Marcus's grip tightened on his bokken. "Lucky guess?"
"I don't believe in luck." Saya lowered her weapon, studying him the way she might study a contract with hidden clauses. "You've demonstrated Florentine knife techniques. Ottoman defensive patterns. Now feudal Japanese infiltration footwork. That's not talent. That's not training. That's something else."
"Saya—"
"You have two choices." Her voice cut through his attempt at deflection. "You tell me the truth, or our arrangement ends today. I don't sponsor mysteries."
The training room felt very small. Marcus could hear his own heartbeat, too fast, too loud. Everything he'd built — the alliance, the protection, the fragile network of survival — all of it hanging on whatever came out of his mouth next.
Tell her the truth.
He couldn't. Transmigrator? Ancestral memories? Carrying dead people's skills inside his skull? Even if she believed him, the knowledge would make him a target. Make both of them targets.
Lie better.
He couldn't do that either. Saya would see through it. She was already seeing through him, watching the micro-expressions he couldn't control, cataloguing every hesitation.
"I don't have a good answer," he said finally. The words came out rough, honest in a way he hadn't intended. "I know things I shouldn't know. I can do things I shouldn't be able to do. It started recently. I don't fully understand it myself."
Saya was quiet for a long moment.
"Recently," she repeated. "Since you arrived at King's Dominion?"

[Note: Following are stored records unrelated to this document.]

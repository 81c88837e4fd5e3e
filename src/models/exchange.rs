//! Question/answer exchanges bound to the snapshot they were computed from.

use std::sync::Arc;

use clap::ValueEnum;
use serde::{Serialize, Serializer};
use strum::{Display, EnumString};

use super::snapshot::AnalysisSnapshot;

/// One question/answer pair.
///
/// Holds a shared reference to its snapshot; the snapshot is never copied
/// or mutated. `commits_analyzed <= commits_limit <= snapshot.commits().len()`
/// and `commits_limit <= requested_commits`.
#[derive(Debug, Clone, Serialize)]
pub struct QaExchange {
    pub question: String,
    #[serde(serialize_with = "serialize_snapshot_id")]
    pub snapshot: Arc<AnalysisSnapshot>,
    pub commits_analyzed: usize,
    /// Commits the context was bounded to.
    pub commits_limit: usize,
    /// Commits the caller asked for; larger than `commits_limit` when the
    /// branch held fewer.
    pub requested_commits: usize,
    pub model: String,
    pub answer: String,
    /// Whether any detail was dropped to fit the context budget.
    pub context_truncated: bool,
    /// SHA-256 of the context document the answer was computed from.
    pub context_fingerprint: String,
}

/// Tone of a generated commit-history summary.
#[derive(
    Debug, Clone, Copy, Default, PartialEq, Eq, Hash, Serialize, Display, EnumString, ValueEnum,
)]
#[serde(rename_all = "lowercase")]
#[strum(serialize_all = "lowercase")]
pub enum StoryStyle {
    /// Flowing prose about what the team accomplished.
    #[default]
    Narrative,
    /// Focus on architecture, files, and implementation details.
    Technical,
    /// Short, plain-language highlights.
    Casual,
}

/// A generated summary of a snapshot's commit history.
#[derive(Debug, Clone, Serialize)]
pub struct CommitStory {
    pub style: StoryStyle,
    #[serde(serialize_with = "serialize_snapshot_id")]
    pub snapshot: Arc<AnalysisSnapshot>,
    pub commits_analyzed: usize,
    pub model: String,
    pub story: String,
}

/// One question answered over several repositories at once.
#[derive(Debug, Clone, Serialize)]
pub struct MultiRepoExchange {
    pub question: String,
    /// In the order the repositories were given.
    #[serde(serialize_with = "serialize_snapshot_ids")]
    pub snapshots: Vec<Arc<AnalysisSnapshot>>,
    /// Most recent commits taken from each repository.
    pub per_repo_commits: usize,
    /// Commits whose header made it into the context, across all repositories.
    pub commits_analyzed: usize,
    pub model: String,
    pub answer: String,
    pub context_truncated: bool,
    pub context_fingerprint: String,
}

fn serialize_snapshot_ids<S: Serializer>(
    snapshots: &[Arc<AnalysisSnapshot>],
    serializer: S,
) -> Result<S::Ok, S::Error> {
    serializer.collect_seq(snapshots.iter().map(|s| s.id()))
}

fn serialize_snapshot_id<S: Serializer>(
    snapshot: &Arc<AnalysisSnapshot>,
    serializer: S,
) -> Result<S::Ok, S::Error> {
    snapshot.id().serialize(serializer)
}
//! JSON output renderer.
//!
//! Every document carries a `snapshot` identity so answers can be traced
//! back to the data they were computed from.

use serde_json::json;

use crate::aggregate::SnapshotStats;
use crate::models::{AnalysisSnapshot, Branch, CommitStory, MultiRepoExchange, QaExchange};
use crate::output::OutputRenderer;

/// JSON output renderer.
pub struct JsonRenderer;

impl OutputRenderer for JsonRenderer {
    fn render_analysis(&self, snapshot: &AnalysisSnapshot, stats: &SnapshotStats) -> String {
        let output = json!({
            "snapshot": snapshot.id(),
            "repository": snapshot.repository(),
            "commits": snapshot.commits(),
            "anomalies": snapshot.anomalies(),
            "stats": stats,
        });
        pretty(&output)
    }

    fn render_exchange(&self, exchange: &QaExchange) -> String {
        pretty(&json!(exchange))
    }

    fn render_multi_exchange(&self, exchange: &MultiRepoExchange) -> String {
        pretty(&json!(exchange))
    }

    fn render_story(&self, story: &CommitStory) -> String {
        pretty(&json!(story))
    }

    fn render_branches(&self, repository: &str, branches: &[Branch]) -> String {
        pretty(&json!({
            "repository": repository,
            "branches": branches,
        }))
    }
}

fn pretty(value: &serde_json::Value) -> String {
    serde_json::to_string_pretty(value).unwrap_or_else(|_| "{}".to_string())
}

#[cfg(test)]
mod tests {
    use super::*;
    use std::sync::Arc;

    use chrono::{TimeZone, Utc};
    use pretty_assertions::assert_eq;

    use crate::aggregate::test_support::*;
    use crate::aggregate::{assemble, stats};

    fn snapshot() -> AnalysisSnapshot {
        assemble(
            repository("octo/demo"),
            "main",
            vec![
                normalized(commit_at(&"a".repeat(40), 200, "feat: add parser")),
                normalized(commit_at(&"b".repeat(40), 100, "fix: typo")),
            ],
            5,
            2,
            Utc.timestamp_opt(1_700_000_000, 0).unwrap(),
        )
        .unwrap()
    }

    #[test]
    fn render_analysis_json() {
        let snapshot = snapshot();
        let output = JsonRenderer.render_analysis(&snapshot, &stats(&snapshot));
        let parsed: serde_json::Value = serde_json::from_str(&output).unwrap();

        assert_eq!(parsed["snapshot"]["full_name"], "octo/demo");
        assert_eq!(parsed["snapshot"]["commits_limit"], 5);
        assert_eq!(parsed["commits"].as_array().unwrap().len(), 2);
        assert_eq!(parsed["commits"][0]["message"], "feat: add parser");
        assert_eq!(parsed["stats"]["commits"], 2);
    }

    #[test]
    fn render_exchange_serializes_snapshot_identity() {
        let snapshot = Arc::new(snapshot());
        let exchange = QaExchange {
            question: "What changed?".into(),
            snapshot: Arc::clone(&snapshot),
            commits_analyzed: 2,
            commits_limit: 2,
            requested_commits: 5,
            model: "gpt-x".into(),
            answer: "A parser was added.".into(),
            context_truncated: false,
            context_fingerprint: "abc".into(),
        };
        let parsed: serde_json::Value =
            serde_json::from_str(&JsonRenderer.render_exchange(&exchange)).unwrap();

        assert_eq!(parsed["answer"], "A parser was added.");
        assert_eq!(parsed["snapshot"]["branch"], "main");
        assert_eq!(parsed["commits_limit"], 2);
        assert_eq!(parsed["requested_commits"], 5);
        assert!(parsed["snapshot"].get("commits").is_none());
    }

    #[test]
    fn render_multi_exchange_lists_snapshot_identities_in_order() {
        let first = Arc::new(snapshot());
        let mut repo = repository("octo/api");
        repo.default_branch = "trunk".into();
        let second = Arc::new(
            assemble(
                repo,
                "trunk",
                vec![normalized(commit_at(&"c".repeat(40), 300, "feat: endpoint"))],
                3,
                1,
                Utc.timestamp_opt(1_700_000_000, 0).unwrap(),
            )
            .unwrap(),
        );
        let exchange = MultiRepoExchange {
            question: "How do they connect?".into(),
            snapshots: vec![first, second],
            per_repo_commits: 3,
            commits_analyzed: 3,
            model: "gpt-x".into(),
            answer: "Over REST.".into(),
            context_truncated: false,
            context_fingerprint: "abc".into(),
        };
        let parsed: serde_json::Value =
            serde_json::from_str(&JsonRenderer.render_multi_exchange(&exchange)).unwrap();

        let ids = parsed["snapshots"].as_array().unwrap();
        assert_eq!(ids.len(), 2);
        assert_eq!(ids[0]["full_name"], "octo/demo");
        assert_eq!(ids[1]["full_name"], "octo/api");
        assert_eq!(ids[1]["branch"], "trunk");
        assert_eq!(parsed["per_repo_commits"], 3);
    }

    #[test]
    fn render_empty_branches_json() {
        let output = JsonRenderer.render_branches("octo/demo", &[]);
        let parsed: serde_json::Value = serde_json::from_str(&output).unwrap();
        assert_eq!(parsed["branches"].as_array().unwrap().len(), 0);
    }
}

"Before. But worse since I got here."
"Are you a threat to me?"
"No." That, at least, was completely true. "Whatever I am, I'm not your enemy. I'm not anyone's enemy except the people who are already trying to kill me."
Saya set down her bokken. She walked to a bench at the edge of the training room, picking up a towel and pressing it to her face. The silence stretched, uncomfortable and heavy with implications Marcus couldn't predict.
When she turned back, her expression had shifted. Not warm — Saya didn't do warm — but something like... acceptance. Provisional. Conditional.
"You're more useful than dangerous," she said. "That's enough for now."
"That's it?"
"That's it." She extended her hand — not for a handshake, not quite. An offer. A gesture that meant something more complicated. "Don't lie to me again."
Marcus took her hand, feeling the calluses on her palm, the strength in her grip.
"I'll try not to," he said, knowing he'd just lied anyway.
Saya's eyes said she knew it too.
"We're not done with this conversation," she said, releasing him. "But we're done for today."
She left without looking back. Marcus stood alone in the training room, surrounded by the echoes of wooden blades and questions he still couldn't answer.
She gave me time, he thought. Not forgiveness. Time.
He wondered how long that would last.